> [Record extracts]:
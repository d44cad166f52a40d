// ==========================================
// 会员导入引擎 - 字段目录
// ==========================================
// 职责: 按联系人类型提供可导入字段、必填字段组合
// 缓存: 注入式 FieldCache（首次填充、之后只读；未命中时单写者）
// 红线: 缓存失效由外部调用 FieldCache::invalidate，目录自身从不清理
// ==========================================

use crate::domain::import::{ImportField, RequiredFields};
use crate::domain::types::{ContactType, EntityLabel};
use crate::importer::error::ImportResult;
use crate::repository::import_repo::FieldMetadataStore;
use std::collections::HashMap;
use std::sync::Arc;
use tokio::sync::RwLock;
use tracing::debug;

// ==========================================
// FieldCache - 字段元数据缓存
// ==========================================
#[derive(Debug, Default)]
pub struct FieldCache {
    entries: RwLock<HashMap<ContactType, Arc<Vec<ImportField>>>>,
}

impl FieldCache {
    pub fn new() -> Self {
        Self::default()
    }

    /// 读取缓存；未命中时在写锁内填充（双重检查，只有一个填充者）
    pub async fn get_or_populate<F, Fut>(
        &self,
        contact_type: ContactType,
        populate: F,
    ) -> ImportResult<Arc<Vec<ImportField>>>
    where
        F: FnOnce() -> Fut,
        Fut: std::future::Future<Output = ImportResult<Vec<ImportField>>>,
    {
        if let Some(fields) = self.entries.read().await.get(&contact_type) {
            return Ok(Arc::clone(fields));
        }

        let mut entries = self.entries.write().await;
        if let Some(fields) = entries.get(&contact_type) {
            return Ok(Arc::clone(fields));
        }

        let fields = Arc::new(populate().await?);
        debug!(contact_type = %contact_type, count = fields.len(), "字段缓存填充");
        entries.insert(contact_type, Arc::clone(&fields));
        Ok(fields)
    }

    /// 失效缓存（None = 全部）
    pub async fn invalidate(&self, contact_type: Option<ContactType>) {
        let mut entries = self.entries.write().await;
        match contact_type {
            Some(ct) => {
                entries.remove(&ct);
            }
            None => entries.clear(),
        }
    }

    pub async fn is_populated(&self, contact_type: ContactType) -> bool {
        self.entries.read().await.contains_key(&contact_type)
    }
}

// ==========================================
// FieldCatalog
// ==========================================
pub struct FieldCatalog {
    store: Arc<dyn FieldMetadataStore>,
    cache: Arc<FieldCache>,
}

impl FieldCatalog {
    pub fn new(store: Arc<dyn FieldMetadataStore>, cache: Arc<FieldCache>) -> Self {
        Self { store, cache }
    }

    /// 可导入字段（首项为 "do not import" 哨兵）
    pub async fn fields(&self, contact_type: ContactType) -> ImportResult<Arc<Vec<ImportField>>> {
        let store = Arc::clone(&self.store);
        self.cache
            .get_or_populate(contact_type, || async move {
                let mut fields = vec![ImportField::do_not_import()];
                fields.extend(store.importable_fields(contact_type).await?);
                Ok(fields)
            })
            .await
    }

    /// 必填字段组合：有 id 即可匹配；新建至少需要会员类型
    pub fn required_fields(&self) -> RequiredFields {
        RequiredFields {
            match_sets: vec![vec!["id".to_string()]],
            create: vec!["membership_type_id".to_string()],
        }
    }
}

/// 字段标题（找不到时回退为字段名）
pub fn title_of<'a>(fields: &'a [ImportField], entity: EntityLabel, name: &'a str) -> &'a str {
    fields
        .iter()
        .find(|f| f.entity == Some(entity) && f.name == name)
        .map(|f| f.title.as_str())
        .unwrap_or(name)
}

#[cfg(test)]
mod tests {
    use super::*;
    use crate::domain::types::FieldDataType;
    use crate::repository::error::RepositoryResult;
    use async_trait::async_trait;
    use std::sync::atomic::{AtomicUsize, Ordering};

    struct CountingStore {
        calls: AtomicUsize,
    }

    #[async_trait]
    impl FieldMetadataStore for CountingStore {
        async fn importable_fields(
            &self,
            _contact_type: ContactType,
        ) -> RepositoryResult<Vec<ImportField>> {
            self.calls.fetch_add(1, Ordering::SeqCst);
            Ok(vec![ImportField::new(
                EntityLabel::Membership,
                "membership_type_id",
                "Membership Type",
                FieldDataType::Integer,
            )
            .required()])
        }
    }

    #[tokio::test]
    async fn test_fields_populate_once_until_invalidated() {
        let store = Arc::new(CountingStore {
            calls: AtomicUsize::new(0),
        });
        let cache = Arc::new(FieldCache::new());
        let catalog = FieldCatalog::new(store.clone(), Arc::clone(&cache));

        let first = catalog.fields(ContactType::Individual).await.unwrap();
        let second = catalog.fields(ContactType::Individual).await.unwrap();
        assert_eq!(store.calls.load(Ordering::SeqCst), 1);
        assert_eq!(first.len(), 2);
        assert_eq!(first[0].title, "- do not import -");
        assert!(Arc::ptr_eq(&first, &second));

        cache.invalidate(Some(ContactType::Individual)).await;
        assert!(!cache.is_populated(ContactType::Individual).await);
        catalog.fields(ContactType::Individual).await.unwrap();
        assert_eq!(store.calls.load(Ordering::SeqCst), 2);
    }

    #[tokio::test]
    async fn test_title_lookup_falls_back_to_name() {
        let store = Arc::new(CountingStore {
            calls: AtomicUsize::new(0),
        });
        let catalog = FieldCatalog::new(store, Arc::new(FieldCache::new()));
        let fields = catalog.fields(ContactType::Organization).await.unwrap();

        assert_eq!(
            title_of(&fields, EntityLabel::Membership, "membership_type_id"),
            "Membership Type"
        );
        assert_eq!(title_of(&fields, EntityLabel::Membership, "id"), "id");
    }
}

...

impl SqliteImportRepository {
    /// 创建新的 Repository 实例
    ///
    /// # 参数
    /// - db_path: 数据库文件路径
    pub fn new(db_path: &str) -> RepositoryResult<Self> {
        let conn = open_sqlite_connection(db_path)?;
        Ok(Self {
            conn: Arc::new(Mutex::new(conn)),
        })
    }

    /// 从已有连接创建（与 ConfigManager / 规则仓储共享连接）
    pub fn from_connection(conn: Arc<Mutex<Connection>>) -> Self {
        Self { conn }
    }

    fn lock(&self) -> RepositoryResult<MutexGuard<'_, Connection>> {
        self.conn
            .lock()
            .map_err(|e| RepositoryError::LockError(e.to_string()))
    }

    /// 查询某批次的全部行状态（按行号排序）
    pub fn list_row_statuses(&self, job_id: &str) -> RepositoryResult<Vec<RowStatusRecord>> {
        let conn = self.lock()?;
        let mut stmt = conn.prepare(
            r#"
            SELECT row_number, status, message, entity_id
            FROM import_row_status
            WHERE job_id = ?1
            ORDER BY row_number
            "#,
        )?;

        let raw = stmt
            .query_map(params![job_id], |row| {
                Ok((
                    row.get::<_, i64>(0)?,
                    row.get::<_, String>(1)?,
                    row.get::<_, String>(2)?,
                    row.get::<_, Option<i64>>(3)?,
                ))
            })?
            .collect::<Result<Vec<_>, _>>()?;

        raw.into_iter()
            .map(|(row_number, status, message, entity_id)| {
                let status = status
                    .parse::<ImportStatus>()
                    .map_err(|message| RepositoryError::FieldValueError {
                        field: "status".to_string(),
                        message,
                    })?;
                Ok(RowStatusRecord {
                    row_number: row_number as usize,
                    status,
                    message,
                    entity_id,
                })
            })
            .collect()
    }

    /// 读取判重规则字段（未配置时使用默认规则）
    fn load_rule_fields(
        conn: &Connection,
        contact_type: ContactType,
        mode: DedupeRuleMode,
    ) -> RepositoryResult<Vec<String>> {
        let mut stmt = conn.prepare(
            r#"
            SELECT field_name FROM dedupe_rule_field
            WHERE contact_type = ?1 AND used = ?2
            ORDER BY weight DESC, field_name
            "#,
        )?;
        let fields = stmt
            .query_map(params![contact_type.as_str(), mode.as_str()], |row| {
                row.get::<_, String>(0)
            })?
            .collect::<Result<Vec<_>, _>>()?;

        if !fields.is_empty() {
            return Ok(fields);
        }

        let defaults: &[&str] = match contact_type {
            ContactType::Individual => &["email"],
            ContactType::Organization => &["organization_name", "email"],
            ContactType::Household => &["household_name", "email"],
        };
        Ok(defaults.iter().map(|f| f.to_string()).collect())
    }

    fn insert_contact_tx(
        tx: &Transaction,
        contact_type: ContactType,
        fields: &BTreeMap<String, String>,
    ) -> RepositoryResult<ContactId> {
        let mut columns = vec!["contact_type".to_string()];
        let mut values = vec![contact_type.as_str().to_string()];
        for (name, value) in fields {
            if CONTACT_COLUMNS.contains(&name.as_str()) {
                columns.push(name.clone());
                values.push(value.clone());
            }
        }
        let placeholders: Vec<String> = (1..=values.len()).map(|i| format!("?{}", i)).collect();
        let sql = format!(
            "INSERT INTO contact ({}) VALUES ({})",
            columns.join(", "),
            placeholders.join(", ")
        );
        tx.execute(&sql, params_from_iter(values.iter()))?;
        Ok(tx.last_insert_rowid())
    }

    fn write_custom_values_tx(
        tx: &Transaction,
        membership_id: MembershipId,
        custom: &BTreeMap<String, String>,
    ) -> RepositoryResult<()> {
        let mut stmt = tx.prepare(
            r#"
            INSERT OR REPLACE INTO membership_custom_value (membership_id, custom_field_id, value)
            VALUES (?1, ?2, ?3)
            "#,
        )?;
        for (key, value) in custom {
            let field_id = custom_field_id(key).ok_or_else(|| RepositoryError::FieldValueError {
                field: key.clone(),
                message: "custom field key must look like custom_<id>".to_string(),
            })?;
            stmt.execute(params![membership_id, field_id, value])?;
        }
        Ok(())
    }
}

> [Problem details]: From the entries above, return exactly the line containing "repository d44cad166f52a40d", the line containing "pub struct FieldCache", and all lines between, and nothing else.

> [Task response]:
repository d44cad166f52a40d
// ==========================================
// 会员导入引擎 - 字段目录
// ==========================================
// 职责: 按联系人类型提供可导入字段、必填字段组合
// 缓存: 注入式 FieldCache（首次填充、之后只读；未命中时单写者）
// 红线: 缓存失效由外部调用 FieldCache::invalidate，目录自身从不清理
// ==========================================

use crate::domain::import::{ImportField, RequiredFields};
use crate::domain::types::{ContactType, EntityLabel};
use crate::importer::error::ImportResult;
use crate::repository::import_repo::FieldMetadataStore;
use std::collections::HashMap;
use std::sync::Arc;
use tokio::sync::RwLock;
use tracing::debug;

// ==========================================
// FieldCache - 字段元数据缓存
// ==========================================
#[derive(Debug, Default)]
pub struct FieldCache {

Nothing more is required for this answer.